The primary requirement #2265 is to promote the input operator to the top level of the receiver config. This will be the focus of the next PR. This PR is mostly concerned with splitting up the package. The configuration changes might be a little messy so I wanted to address those separately.

On the subject of configuration - the interface defined by `stanzareceiver` has a method `Decode(configmodels.Receiver) (pipeline.Config, error)` which is in my opinion much too loosely defined. Too much responsibility is delegated to each stanza-based receiver. The main reason this is left this way for now is that `stanza` operators do not currently use `mapstructure` for config unmarshaling. There is currently a workaround in place, but once stanza operators are migrated to `mapstructure`, more responsibility for unmarshaling should be extracted back into the helper package, and this interface method should end up a lot cleaner. I'm planning to look into this in the next PR.

**Open questions** (which can be addressed in this PR or the next):
- Should the helper package be completely standalone, or does it belong in `receivercreator` or similar?
- If the helper package should be standalone, what should it be called? (probably not `stanzareceiver`)

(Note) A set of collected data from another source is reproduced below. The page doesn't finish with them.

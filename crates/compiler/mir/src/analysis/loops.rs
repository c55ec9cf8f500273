//! # Natural Loop Analysis
//!
//! Identifies natural loops and their nesting structure.
//!
//! A natural loop is defined by one or more back edges `tail -> header` where
//! the header dominates the tail. Its body is every block that can reach a
//! tail without passing through the header. Back edges sharing a header form a
//! single loop.
//!
//! Besides the block set, each [`Loop`] records the blocks that loop
//! transformations care about:
//!
//! ```text
//!        guard ──────────────┐        (optional; can skip the loop)
//!          │                 │
//!      preheader             │
//!          │                 │
//!   ┌─► header               │
//!   │      │                 │
//!   │     ...                │
//!   │      │                 │
//!   └── latch (exiting)      │
//!          │                 │
//!        exit ──────────► (join)
//! ```

use index_vec::IndexVec;
use rustc_hash::{FxHashMap, FxHashSet};

use super::dominance::DominatorTree;
use crate::{cfg, BasicBlockId, MirFunction, Terminator};

index_vec::define_index_type! {
    /// Identifier of a loop within a [`LoopForest`]
    pub struct LoopId = usize;
}

/// A natural loop
#[derive(Debug, Clone, PartialEq, Eq)]
pub struct Loop {
    /// Sole entry block of the loop
    pub header: BasicBlockId,
    /// Source of the back edge, when there is exactly one
    pub latch: Option<BasicBlockId>,
    /// All blocks of the loop (nested loops included), in reverse postorder
    pub blocks: Vec<BasicBlockId>,
    block_set: FxHashSet<BasicBlockId>,
    /// Innermost enclosing loop
    pub parent: Option<LoopId>,
    /// Directly nested loops, in program order
    pub children: Vec<LoopId>,
    /// Nesting depth; top-level loops have depth 1
    pub depth: usize,
    /// Unique out-of-loop predecessor of the header that only jumps to it
    pub preheader: Option<BasicBlockId>,
    /// The only block with an edge leaving the loop
    pub exiting: Option<BasicBlockId>,
    /// Target of the only edge leaving the loop
    pub exit: Option<BasicBlockId>,
    /// Conditional branch that either enters the preheader or skips the loop
    pub guard: Option<BasicBlockId>,
}

impl Loop {
    /// Returns true if `block` belongs to this loop (or one nested in it)
    pub fn contains(&self, block: BasicBlockId) -> bool {
        self.block_set.contains(&block)
    }

    pub const fn is_guarded(&self) -> bool {
        self.guard.is_some()
    }

    /// The block standing for "this loop is entered": the guard if any,
    /// otherwise the header
    pub fn entry_block(&self) -> BasicBlockId {
        self.guard.unwrap_or(self.header)
    }

    /// Blocks other than the header and the latch, in reverse postorder
    pub fn body_blocks(&self) -> impl Iterator<Item = BasicBlockId> + '_ {
        self.blocks
            .iter()
            .copied()
            .filter(move |&block| block != self.header && Some(block) != self.latch)
    }

    /// True for a loop made of a single block that branches to itself
    pub fn is_single_block(&self) -> bool {
        self.blocks.len() == 1
    }
}

/// All natural loops of a function
///
/// Loops are kept in *discovery order*: a post-order walk of the loop nest
/// (inner loops before the loop containing them) with sibling loops visited
/// in reverse program order. Walking that order backwards therefore yields
/// sibling loops in program order.
#[derive(Debug, Clone, Default)]
pub struct LoopForest {
    loops: IndexVec<LoopId, Loop>,
    discovery_order: Vec<LoopId>,
    innermost: FxHashMap<BasicBlockId, LoopId>,
}

impl LoopForest {
    /// Computes the loop forest of `function` from its dominator tree
    pub fn compute(function: &MirFunction, dom_tree: &DominatorTree) -> Self {
        let rpo = cfg::reverse_postorder(function);
        let rpo_index: FxHashMap<BasicBlockId, usize> =
            rpo.iter().enumerate().map(|(i, &block)| (block, i)).collect();
        let predecessors = cfg::build_predecessor_map(function);
        let reachable_preds = |block: BasicBlockId| -> Vec<BasicBlockId> {
            predecessors
                .get(&block)
                .map(|preds| {
                    preds
                        .iter()
                        .copied()
                        .filter(|pred| rpo_index.contains_key(pred))
                        .collect()
                })
                .unwrap_or_default()
        };

        // Headers are visited in RPO, so an enclosing loop always gets a
        // smaller id than the loops nested in it.
        let mut loops: IndexVec<LoopId, Loop> = IndexVec::new();
        for &header in &rpo {
            let tails: Vec<BasicBlockId> = reachable_preds(header)
                .into_iter()
                .filter(|&pred| dom_tree.dominates(header, pred))
                .collect();
            if tails.is_empty() {
                continue;
            }

            let mut block_set = FxHashSet::default();
            block_set.insert(header);
            let mut worklist = Vec::new();
            for &tail in &tails {
                if block_set.insert(tail) {
                    worklist.push(tail);
                }
            }
            while let Some(block) = worklist.pop() {
                for pred in reachable_preds(block) {
                    if block_set.insert(pred) {
                        worklist.push(pred);
                    }
                }
            }

            let mut blocks: Vec<BasicBlockId> = block_set.iter().copied().collect();
            blocks.sort_by_key(|block| rpo_index[block]);

            loops.push(Loop {
                header,
                latch: if tails.len() == 1 { Some(tails[0]) } else { None },
                blocks,
                block_set,
                parent: None,
                children: Vec::new(),
                depth: 1,
                preheader: None,
                exiting: None,
                exit: None,
                guard: None,
            });
        }

        // Nesting: the parent is the smallest other loop containing the header
        let ids: Vec<LoopId> = loops.indices().collect();
        for &id in &ids {
            let header = loops[id].header;
            let parent = ids
                .iter()
                .copied()
                .filter(|&other| other != id && loops[other].contains(header))
                .min_by_key(|&other| loops[other].blocks.len());
            loops[id].parent = parent;
            if let Some(parent) = parent {
                loops[parent].children.push(id);
                loops[id].depth = loops[parent].depth + 1;
            }
        }

        let mut innermost = FxHashMap::default();
        for (id, data) in loops.iter_enumerated() {
            for &block in &data.blocks {
                innermost.insert(block, id);
            }
        }

        for data in loops.iter_mut() {
            Self::compute_boundary_blocks(function, data, &reachable_preds);
        }

        let mut discovery_order = Vec::with_capacity(loops.len());
        let top_level: Vec<LoopId> = ids
            .iter()
            .copied()
            .filter(|&id| loops[id].parent.is_none())
            .collect();
        for &id in top_level.iter().rev() {
            Self::post_order(&loops, id, &mut discovery_order);
        }

        Self {
            loops,
            discovery_order,
            innermost,
        }
    }

    /// Fills in preheader, exiting/exit and guard blocks of `data`
    fn compute_boundary_blocks(
        function: &MirFunction,
        data: &mut Loop,
        reachable_preds: &impl Fn(BasicBlockId) -> Vec<BasicBlockId>,
    ) {
        let outside_preds: Vec<BasicBlockId> = reachable_preds(data.header)
            .into_iter()
            .filter(|&pred| !data.contains(pred))
            .collect();
        if let [candidate] = outside_preds.as_slice() {
            if cfg::get_successors(function, *candidate).as_slice() == [data.header] {
                data.preheader = Some(*candidate);
            }
        }

        let mut exit_edges = Vec::new();
        for &block in &data.blocks {
            for successor in cfg::get_successors(function, block) {
                if !data.contains(successor) {
                    exit_edges.push((block, successor));
                }
            }
        }
        if let [(exiting, exit)] = exit_edges.as_slice() {
            data.exiting = Some(*exiting);
            data.exit = Some(*exit);
        }

        let (Some(preheader), Some(exit)) = (data.preheader, data.exit) else {
            return;
        };
        let guard_preds = reachable_preds(preheader);
        let [guard] = guard_preds.as_slice() else {
            return;
        };
        let Terminator::If {
            then_target,
            else_target,
            ..
        } = function.basic_blocks[*guard].terminator
        else {
            return;
        };
        let skip = if then_target == preheader {
            else_target
        } else if else_target == preheader {
            then_target
        } else {
            return;
        };
        if skip == preheader {
            return;
        }
        let skips_past_exit = skip == exit
            || cfg::get_successors(function, exit).as_slice() == [skip];
        if skips_past_exit {
            data.guard = Some(*guard);
        }
    }

    fn post_order(loops: &IndexVec<LoopId, Loop>, id: LoopId, out: &mut Vec<LoopId>) {
        for &child in loops[id].children.iter().rev() {
            Self::post_order(loops, child, out);
        }
        out.push(id);
    }

    /// Returns the loop with the given id
    pub fn get(&self, id: LoopId) -> &Loop {
        &self.loops[id]
    }

    pub fn len(&self) -> usize {
        self.loops.len()
    }

    pub fn is_empty(&self) -> bool {
        self.loops.is_empty()
    }

    /// Loop ids in discovery order
    pub fn discovery_order(&self) -> &[LoopId] {
        &self.discovery_order
    }

    /// Iterates loops in discovery order
    pub fn loops(&self) -> impl Iterator<Item = (LoopId, &Loop)> + '_ {
        self.discovery_order.iter().map(|&id| (id, &self.loops[id]))
    }

    /// The innermost loop containing `block`
    pub fn loop_for(&self, block: BasicBlockId) -> Option<LoopId> {
        self.innermost.get(&block).copied()
    }

    /// Returns true if `block` belongs to `loop_id` or a loop nested in it
    pub fn contains(&self, loop_id: LoopId, block: BasicBlockId) -> bool {
        self.loops[loop_id].contains(block)
    }

    /// Outermost loops, in program order
    pub fn top_level(&self) -> Vec<LoopId> {
        self.loops
            .iter_enumerated()
            .filter(|(_, data)| data.parent.is_none())
            .map(|(id, _)| id)
            .collect()
    }

    /// Groups of at least two loops sharing the same parent
    ///
    /// Each group lists its loops in program order (reverse discovery order).
    /// Groups nested deeper come first, so inner loops are considered before
    /// the loops enclosing them.
    pub fn sibling_groups(&self) -> Vec<Vec<LoopId>> {
        let mut groups: Vec<(usize, Vec<LoopId>)> = self
            .discovery_order
            .iter()
            .map(|&id| &self.loops[id])
            .filter(|data| data.children.len() >= 2)
            .map(|data| (data.depth + 1, data.children.clone()))
            .collect();

        let top_level = self.top_level();
        if top_level.len() >= 2 {
            groups.push((1, top_level));
        }

        groups.sort_by(|a, b| b.0.cmp(&a.0));
        groups.into_iter().map(|(_, group)| group).collect()
    }
}

impl std::ops::Index<LoopId> for LoopForest {
    type Output = Loop;

    fn index(&self, id: LoopId) -> &Loop {
        &self.loops[id]
    }
}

**Temporarily removed functionality**
This functionality will be implemented in the near future. There is some design to do on how exactly this should work when used by multiple receivers:
- Offsets database (tracked by #2287)
- Plugins (tracked as item on #2264)

**Testing:** 
Unit tests are roughly the same as before. A few cases were dropped because they no longer applied. Certainly more tests will be added as this pattern is solidified. 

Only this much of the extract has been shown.